Configuration

Embulk configuration file format

Embulk uses a YAML file to define a bulk data loading. Here is an example of the file:

in:
  type: file
  path_prefix: ./mydata/csv/
  decoders:
  - {type: gzip}
  parser:
    charset: UTF-8
    newline: CRLF
    type: csv
    delimiter: ','
    quote: '"'
    escape: '"'
    null_string: 'NULL'
    skip_header_lines: 1
    columns:
    - {name: id, type: long}
    - {name: account, type: long}
    - {name: time, type: timestamp, format: '%Y-%m-%d %H:%M:%S'}
    - {name: purchase, type: timestamp, format: '%Y%m%d'}
    - {name: comment, type: string}
filters:
  - type: speedometer
    speed_limit: 250000
out:
  type: stdout

A configuration file consists of following sections:

  • in: Input plugin options. An input plugin is either record-based (MySQL, DynamoDB, etc) or file-based (S3, HTTP, etc).
    • parser: If the input is file-based, parser plugin parses a file format (built-in csv, json, etc).
    • decoder: If the input is file-based, decoder plugin decodes compression or encryption (built-in gzip, bzip2, zip, tar.gz, etc).
  • out: Output plugin options. An output plugin is either record-based (Oracle, Elasticsearch, etc) or file-based (Google Cloud Storage, Command, etc)
    • formatter: If the output is file-based, formatter plugin formats a file format (such as built-in csv, JSON)
    • encoder: If the output is file-based, encoder plugin encodes compression or encryption (such as built-in gzip or bzip2)
  • filters: Filter plugins options (optional).
  • exec: Executor plugin options. An executor plugin control parallel processing (such as built-in thread executor, Hadoop MapReduce executor)

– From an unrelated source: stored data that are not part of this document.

//! Character cursor for traversing source text.
//!
//! This module provides the `Cursor` struct which maintains position state
//! while iterating through source characters. It steps over multi-byte UTF-8
//! characters as a single character and tracks line/column information for
//! diagnostics.

/// A cursor for traversing source text character by character.
///
/// # Example
///
/// ```
/// use quill_lex::cursor::Cursor;
///
/// let mut cursor = Cursor::new("1 + 2");
///
/// assert_eq!(cursor.current_char(), '1');
/// cursor.advance();
/// assert_eq!(cursor.current_char(), ' ');
/// ```
#[derive(Clone, Debug)]
pub struct Cursor<'src> {
    /// The source text being traversed.
    source: &'src str,

    /// Current byte position in the source.
    position: usize,

    /// Current line number (1-based).
    line: u32,

    /// Current column number (1-based, in characters).
    column: u32,
}

impl<'src> Cursor<'src> {
    /// Creates a new cursor positioned at the first character of `source`.
    pub fn new(source: &'src str) -> Self {
        Self {
            source,
            position: 0,
            line: 1,
            column: 1,
        }
    }

    /// Returns the character at the cursor position.
    ///
    /// Returns '\0' if at the end of the source.
    ///
    /// # Example
    ///
    /// ```
    /// use quill_lex::cursor::Cursor;
    ///
    /// let cursor = Cursor::new("abc");
    /// assert_eq!(cursor.current_char(), 'a');
    /// assert_eq!(Cursor::new("").current_char(), '\0');
    /// ```
    #[inline]
    pub fn current_char(&self) -> char {
        self.char_at(self.position)
    }

    /// Returns the character after the current one, or '\0' past the end.
    ///
    /// # Example
    ///
    /// ```
    /// use quill_lex::cursor::Cursor;
    ///
    /// let cursor = Cursor::new("ab");
    /// assert_eq!(cursor.peek_char(), 'b');
    /// assert_eq!(Cursor::new("a").peek_char(), '\0');
    /// ```
    #[inline]
    pub fn peek_char(&self) -> char {
        if self.is_at_end() {
            return '\0';
        }
        self.char_at(self.position + self.current_char().len_utf8())
    }

    #[inline]
    fn char_at(&self, pos: usize) -> char {
        if pos >= self.source.len() {
            return '\0';
        }

        // Fast path for ASCII
        let b = self.source.as_bytes()[pos];
        if b < 128 {
            return b as char;
        }

        self.source[pos..].chars().next().unwrap_or('\0')
    }

    /// Advances the cursor to the next character.
    ///
    /// Consuming a `\n` moves to column 1 of the next line. Does nothing if
    /// already at end.
    #[inline]
    pub fn advance(&mut self) {
        if self.is_at_end() {
            return;
        }

        let c = self.current_char();
        self.position += c.len_utf8();
        if c == '\n' {
            self.line += 1;
            self.column = 1;
        } else {
            self.column += 1;
        }
    }

    /// Returns true if the cursor is at the end of the source.
    #[inline]
    pub fn is_at_end(&self) -> bool {
        self.position >= self.source.len()
    }

    /// Consumes the current character if it equals `expected`.
    ///
    /// # Example
    ///
    /// ```
    /// use quill_lex::cursor::Cursor;
    ///
    /// let mut cursor = Cursor::new("==");
    /// assert!(cursor.match_char('='));
    /// assert!(cursor.match_char('='));
    /// assert!(!cursor.match_char('='));
    /// ```
    pub fn match_char(&mut self, expected: char) -> bool {
        if !self.is_at_end() && self.current_char() == expected {
            self.advance();
            true
        } else {
            false
        }
    }

    /// Consumes characters while `predicate` holds, returning how many were consumed.
    ///
    /// # Example
    ///
    /// ```
    /// use quill_lex::cursor::Cursor;
    ///
    /// let mut cursor = Cursor::new("123abc");
    /// assert_eq!(cursor.eat_while(|c| c.is_ascii_digit()), 3);
    /// assert_eq!(cursor.current_char(), 'a');
    /// ```
    pub fn eat_while(&mut self, mut predicate: impl FnMut(char) -> bool) -> usize {
        let mut count = 0;
        while !self.is_at_end() && predicate(self.current_char()) {
            self.advance();
            count += 1;
        }
        count
    }

    /// Returns the current line number (1-based).
    pub fn line(&self) -> u32 {
        self.line
    }

    /// Returns the current column number (1-based).
    pub fn column(&self) -> u32 {
        self.column
    }

    /// Returns the current byte position in the source.
    pub fn position(&self) -> usize {
        self.position
    }

    /// Returns the source text from `start` up to the current position.
    ///
    /// # Example
    ///
    /// ```
    /// use quill_lex::cursor::Cursor;
    ///
    /// let mut cursor = Cursor::new("0x1A;");
    /// let start = cursor.position();
    /// cursor.eat_while(|c| c != ';');
    /// assert_eq!(cursor.slice_from(start), "0x1A");
    /// ```
    pub fn slice_from(&self, start: usize) -> &'src str {
        &self.source[start..self.position]
    }

    /// Returns the source text between two byte offsets.
    pub fn slice(&self, start: usize, end: usize) -> &'src str {
        &self.source[start..end]
    }

    /// Returns the source text from the current position to the end.
    pub fn remaining(&self) -> &'src str {
        &self.source[self.position..]
    }
}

In many cases, what you need to write is in:, out: and formatter sections only because guess command guesses parser and decoder options for you. See also the Quick Start.

Using variables

You can embed environment variables in configuration file using Liquid template engine (This is experimental feature. Behavior might change or be removed in future releases).

To use template engine, configuration file name must end with .yml.liquid.

Environment variables are set to env variable.

in:
  type: file
  path_prefix: {{ env.path_prefix }}
  decoders:
  - {type: gzip}
  parser:
    ...
out:
  type: postgresql
  host: {{ env.pg_host }}
  port: {{ env.pg_port }}
  user: {{ env.pg_user }}
  password: "{{ env.pg_password }}"
  database: embulk_load
  mode: insert
  table: {{ env.pg_table }}

Including files

Configuration file can include another configuration file. To use it, configuration file name must end with .yml.liquid.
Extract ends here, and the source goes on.